Suriye Demokratik Güçleri (SDG), Fidan’ın ‘Ankara saldırısının faillerinin Suriye’den geldiği’ yönündeki suçlamalarını reddederek; ‘…Türkiye’nin bölgelerimize yönelik devam eden saldırılarını meşrulaştırmak için bahaneler araması ve yeni bir askeri saldırı başlatması derin endişemizi artırmaktadır. Bölgenin altyapısını, ekonomik kaynaklarını ve şehirlerin yoğunlaştığı bölgeleri hedef almak bir savaş suçudur’ ifadelerinde bulundu.’’

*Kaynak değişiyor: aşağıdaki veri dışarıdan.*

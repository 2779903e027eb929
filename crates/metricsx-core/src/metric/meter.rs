//! Throughput meter.
//!
//! One, five and fifteen minute rates are exponentially weighted moving
//! averages updated in 5 second ticks. Ticks are applied lazily whenever the
//! meter is marked or read, so no background task is needed.

use std::sync::atomic::{AtomicI64, Ordering};
use std::sync::{Mutex, PoisonError};
use std::time::{Duration, Instant};

use super::{Counting, Metered};

const TICK_INTERVAL: Duration = Duration::from_secs(5);

/// Rates in events per second.
#[derive(Debug, Clone, Copy, PartialEq, Default)]
pub struct Rates {
    pub mean: f64,
    pub m1: f64,
    pub m5: f64,
    pub m15: f64,
}

#[derive(Debug)]
struct Ewma {
    alpha: f64,
    rate: f64,
    initialized: bool,
}

impl Ewma {
    fn over_minutes(minutes: f64) -> Self {
        let interval = TICK_INTERVAL.as_secs_f64();
        Self {
            alpha: 1.0 - (-interval / 60.0 / minutes).exp(),
            rate: 0.0,
            initialized: false,
        }
    }

    fn tick(&mut self, events: u64) {
        let instant_rate = events as f64 / TICK_INTERVAL.as_secs_f64();
        if self.initialized {
            self.rate += self.alpha * (instant_rate - self.rate);
        } else {
            self.rate = instant_rate;
            self.initialized = true;
        }
    }
}

#[derive(Debug)]
struct MeterState {
    last_tick: Instant,
    uncounted: u64,
    m1: Ewma,
    m5: Ewma,
    m15: Ewma,
}

impl MeterState {
    fn tick_until(&mut self, now: Instant) {
        let age = now.saturating_duration_since(self.last_tick);
        let ticks = age.as_nanos() / TICK_INTERVAL.as_nanos();
        for _ in 0..ticks {
            let events = std::mem::take(&mut self.uncounted);
            self.m1.tick(events);
            self.m5.tick(events);
            self.m15.tick(events);
            self.last_tick += TICK_INTERVAL;
        }
    }
}

/// Marks events and reports their rates.
#[derive(Debug)]
pub struct Meter {
    count: AtomicI64,
    start: Instant,
    state: Mutex<MeterState>,
}

impl Default for Meter {
    fn default() -> Self {
        Self::started_at(Instant::now())
    }
}

impl Meter {
    pub fn new() -> Self {
        Self::default()
    }

    /// Meter whose clock starts at `start` (tests drive time explicitly).
    pub fn started_at(start: Instant) -> Self {
        Self {
            count: AtomicI64::new(0),
            start,
            state: Mutex::new(MeterState {
                last_tick: start,
                uncounted: 0,
                m1: Ewma::over_minutes(1.0),
                m5: Ewma::over_minutes(5.0),
                m15: Ewma::over_minutes(15.0),
            }),
        }
    }

    pub fn mark(&self) {
        self.mark_n(1);
    }

    pub fn mark_n(&self, n: u64) {
        self.mark_n_at(n, Instant::now());
    }

    pub fn mark_n_at(&self, n: u64, now: Instant) {
        let mut state = self.state.lock().unwrap_or_else(PoisonError::into_inner);
        state.tick_until(now);
        state.uncounted = state.uncounted.saturating_add(n);
        self.count.fetch_add(i64::try_from(n).unwrap_or(i64::MAX), Ordering::Relaxed);
    }

    pub fn count(&self) -> i64 {
        self.count.load(Ordering::Relaxed)
    }

    pub fn rates(&self) -> Rates {
        self.rates_at(Instant::now())
    }

    pub fn rates_at(&self, now: Instant) -> Rates {
        let mut state = self.state.lock().unwrap_or_else(PoisonError::into_inner);
        state.tick_until(now);
        Rates {
            mean: self.mean_rate_at(now),
            m1: state.m1.rate,
            m5: state.m5.rate,
            m15: state.m15.rate,
        }
    }

    pub fn mean_rate(&self) -> f64 {
        self.mean_rate_at(Instant::now())
    }

    pub fn m1_rate(&self) -> f64 {
        self.rates().m1
    }

    pub fn m5_rate(&self) -> f64 {
        self.rates().m5
    }

    pub fn m15_rate(&self) -> f64 {
        self.rates().m15
    }

    pub fn mean_rate_at(&self, now: Instant) -> f64 {
        let count = self.count();
        let elapsed = now.saturating_duration_since(self.start).as_secs_f64();
        if count == 0 || elapsed == 0.0 {
            return 0.0;
        }
        count as f64 / elapsed
    }
}

impl Counting for Meter {
    fn count(&self) -> i64 {
        Meter::count(self)
    }
}

impl Metered for Meter {
    fn rates(&self) -> Rates {
        Meter::rates(self)
    }
}

#[cfg(test)]
mod tests {
    use super::*;

    #[test]
    fn mean_rate_is_count_over_elapsed() {
        let t0 = Instant::now();
        let m = Meter::started_at(t0);
        m.mark_n_at(10, t0);
        let rates = m.rates_at(t0 + Duration::from_secs(20));
        assert_eq!(m.count(), 10);
        assert!((rates.mean - 0.5).abs() < 1e-9);
    }

    #[test]
    fn first_tick_sets_instant_rate() {
        let t0 = Instant::now();
        let m = Meter::started_at(t0);
        m.mark_n_at(5, t0 + Duration::from_secs(1));
        let rates = m.rates_at(t0 + Duration::from_secs(5));
        assert!((rates.m1 - 1.0).abs() < 1e-9);
        assert!((rates.m5 - 1.0).abs() < 1e-9);
        assert!((rates.m15 - 1.0).abs() < 1e-9);
    }

    #[test]
    fn rates_decay_while_idle() {
        let t0 = Instant::now();
        let m = Meter::started_at(t0);
        m.mark_n_at(60, t0);
        let early = m.rates_at(t0 + Duration::from_secs(5));
        let late = m.rates_at(t0 + Duration::from_secs(300));
        assert!(late.m1 < early.m1);
        assert!(late.m15 < early.m15);
        assert!(late.m1 < late.m15, "short window decays faster");
    }

    #[test]
    fn fresh_meter_reports_zero() {
        let m = Meter::new();
        assert_eq!(m.rates().mean, 0.0);
        assert_eq!(m.count(), 0);
    }
}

Türk Devleti Savaş Suçu işliyor
‘’Sivil altyapılar; okulları, hastaneleri, barajları, enerji santrallerini, tahıl depolarını ve diğer hayati tesisleri içeriyor ve Türk devleti, yıllar boyunca Kuzey ve Doğu Suriye Özerk Yönetimi kontrolündeki bölgelerde birçok kez bu yapıları hedef aldı. Türk devletinin, Suriye ve Irak’ın Kürt nüfuslu bölgelerindeki sivil halka karşı yürüttüğü mevcut savaş, yüz binlerce yerinden edilmiş insan ve mültecinin de aralarında bulunduğu 5 milyon insanın hayatını kasıtlı olarak tehlikeye atıyor.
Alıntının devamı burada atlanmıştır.